What to do:
Please retype only the lines below that run from the one containing "assert_eq!(parse_mean_volume(stderr), Some(-27.3));" through the last line, both included, without altering a word.
Start of Data records
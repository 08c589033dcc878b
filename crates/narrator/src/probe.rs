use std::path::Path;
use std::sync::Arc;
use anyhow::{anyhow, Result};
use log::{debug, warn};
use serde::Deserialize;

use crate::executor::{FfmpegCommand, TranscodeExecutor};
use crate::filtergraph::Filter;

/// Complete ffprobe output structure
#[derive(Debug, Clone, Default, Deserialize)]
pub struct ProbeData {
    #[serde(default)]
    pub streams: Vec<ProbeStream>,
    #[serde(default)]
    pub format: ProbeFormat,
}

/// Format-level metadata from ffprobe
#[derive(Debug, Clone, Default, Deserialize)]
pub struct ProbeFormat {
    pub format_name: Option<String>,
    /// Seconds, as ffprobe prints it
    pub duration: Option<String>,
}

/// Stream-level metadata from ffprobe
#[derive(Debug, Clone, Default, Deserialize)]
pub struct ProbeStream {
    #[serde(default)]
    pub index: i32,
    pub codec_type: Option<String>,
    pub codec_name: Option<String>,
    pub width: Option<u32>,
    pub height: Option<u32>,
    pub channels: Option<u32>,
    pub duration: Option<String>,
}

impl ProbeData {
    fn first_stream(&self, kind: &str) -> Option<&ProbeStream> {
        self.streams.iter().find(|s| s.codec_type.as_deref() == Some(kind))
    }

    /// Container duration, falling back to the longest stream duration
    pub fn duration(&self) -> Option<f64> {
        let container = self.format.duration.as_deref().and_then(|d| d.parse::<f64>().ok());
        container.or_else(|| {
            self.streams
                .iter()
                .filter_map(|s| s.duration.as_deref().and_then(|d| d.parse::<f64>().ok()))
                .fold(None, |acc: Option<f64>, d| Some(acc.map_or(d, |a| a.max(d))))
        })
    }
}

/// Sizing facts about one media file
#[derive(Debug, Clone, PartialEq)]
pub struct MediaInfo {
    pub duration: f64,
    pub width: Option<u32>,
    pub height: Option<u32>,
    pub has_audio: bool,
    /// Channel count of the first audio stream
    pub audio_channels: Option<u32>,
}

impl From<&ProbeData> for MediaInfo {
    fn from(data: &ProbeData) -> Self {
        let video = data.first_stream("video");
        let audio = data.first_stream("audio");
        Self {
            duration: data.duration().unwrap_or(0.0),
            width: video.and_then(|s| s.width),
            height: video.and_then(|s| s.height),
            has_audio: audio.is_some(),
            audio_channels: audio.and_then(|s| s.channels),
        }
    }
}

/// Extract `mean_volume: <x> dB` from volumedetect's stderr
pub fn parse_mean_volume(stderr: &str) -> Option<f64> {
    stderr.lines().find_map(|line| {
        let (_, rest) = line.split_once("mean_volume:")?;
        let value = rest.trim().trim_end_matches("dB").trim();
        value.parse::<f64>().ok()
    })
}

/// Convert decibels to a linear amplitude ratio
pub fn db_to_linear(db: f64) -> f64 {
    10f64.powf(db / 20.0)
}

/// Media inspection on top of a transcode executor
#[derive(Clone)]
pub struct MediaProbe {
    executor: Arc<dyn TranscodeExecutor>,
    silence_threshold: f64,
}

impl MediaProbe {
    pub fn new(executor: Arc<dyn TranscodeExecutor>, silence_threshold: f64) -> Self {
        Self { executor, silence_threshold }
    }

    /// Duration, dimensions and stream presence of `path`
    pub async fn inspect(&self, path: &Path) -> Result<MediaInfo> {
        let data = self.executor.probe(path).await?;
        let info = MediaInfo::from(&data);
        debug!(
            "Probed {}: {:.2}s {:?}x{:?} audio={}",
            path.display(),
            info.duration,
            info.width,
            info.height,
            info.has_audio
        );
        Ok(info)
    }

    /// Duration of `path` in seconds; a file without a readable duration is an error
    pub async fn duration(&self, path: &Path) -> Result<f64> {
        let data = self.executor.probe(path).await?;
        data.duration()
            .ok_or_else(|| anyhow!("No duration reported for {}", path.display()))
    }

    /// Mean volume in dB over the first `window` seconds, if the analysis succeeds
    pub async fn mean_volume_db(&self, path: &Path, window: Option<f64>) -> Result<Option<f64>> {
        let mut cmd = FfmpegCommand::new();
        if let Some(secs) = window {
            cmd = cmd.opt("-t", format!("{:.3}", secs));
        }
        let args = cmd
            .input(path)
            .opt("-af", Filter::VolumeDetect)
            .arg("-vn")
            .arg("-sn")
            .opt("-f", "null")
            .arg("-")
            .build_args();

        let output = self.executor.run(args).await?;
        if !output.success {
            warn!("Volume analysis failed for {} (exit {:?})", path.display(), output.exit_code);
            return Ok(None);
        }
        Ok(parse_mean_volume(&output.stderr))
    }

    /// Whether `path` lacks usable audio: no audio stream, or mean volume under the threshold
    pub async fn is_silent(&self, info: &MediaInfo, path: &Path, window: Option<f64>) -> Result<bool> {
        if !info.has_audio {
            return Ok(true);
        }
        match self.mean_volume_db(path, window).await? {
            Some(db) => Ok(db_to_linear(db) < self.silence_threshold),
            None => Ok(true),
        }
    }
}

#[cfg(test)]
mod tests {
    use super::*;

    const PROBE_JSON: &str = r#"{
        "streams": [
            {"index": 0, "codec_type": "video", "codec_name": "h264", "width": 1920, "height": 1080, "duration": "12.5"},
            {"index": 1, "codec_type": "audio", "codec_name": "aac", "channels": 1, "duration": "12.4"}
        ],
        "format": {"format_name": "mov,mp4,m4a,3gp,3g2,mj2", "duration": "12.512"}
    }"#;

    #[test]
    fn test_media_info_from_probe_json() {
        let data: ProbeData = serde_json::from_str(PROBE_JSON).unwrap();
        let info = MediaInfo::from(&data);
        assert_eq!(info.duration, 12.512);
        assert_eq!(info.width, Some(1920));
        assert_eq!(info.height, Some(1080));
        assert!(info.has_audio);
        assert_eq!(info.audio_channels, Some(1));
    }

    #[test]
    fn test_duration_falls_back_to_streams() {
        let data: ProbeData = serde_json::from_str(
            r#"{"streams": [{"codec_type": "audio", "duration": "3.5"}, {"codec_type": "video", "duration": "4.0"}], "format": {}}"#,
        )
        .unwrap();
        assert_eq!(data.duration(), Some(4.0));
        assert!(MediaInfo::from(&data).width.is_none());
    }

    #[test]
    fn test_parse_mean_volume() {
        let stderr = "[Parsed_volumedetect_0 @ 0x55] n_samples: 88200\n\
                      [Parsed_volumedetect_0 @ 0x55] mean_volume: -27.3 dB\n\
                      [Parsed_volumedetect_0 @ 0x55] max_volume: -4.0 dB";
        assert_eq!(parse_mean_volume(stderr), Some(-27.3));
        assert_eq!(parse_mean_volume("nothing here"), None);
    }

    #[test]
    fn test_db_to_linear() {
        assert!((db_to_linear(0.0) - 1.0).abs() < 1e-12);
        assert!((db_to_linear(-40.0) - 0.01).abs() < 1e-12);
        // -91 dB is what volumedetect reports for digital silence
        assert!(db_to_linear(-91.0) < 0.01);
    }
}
End of Data records
Solution for this problem:
        assert_eq!(parse_mean_volume(stderr), Some(-27.3));
        assert_eq!(parse_mean_volume("nothing here"), None);
    }

    #[test]
    fn test_db_to_linear() {
        assert!((db_to_linear(0.0) - 1.0).abs() < 1e-12);
        assert!((db_to_linear(-40.0) - 0.01).abs() < 1e-12);
        // -91 dB is what volumedetect reports for digital silence
        assert!(db_to_linear(-91.0) < 0.01);
    }
}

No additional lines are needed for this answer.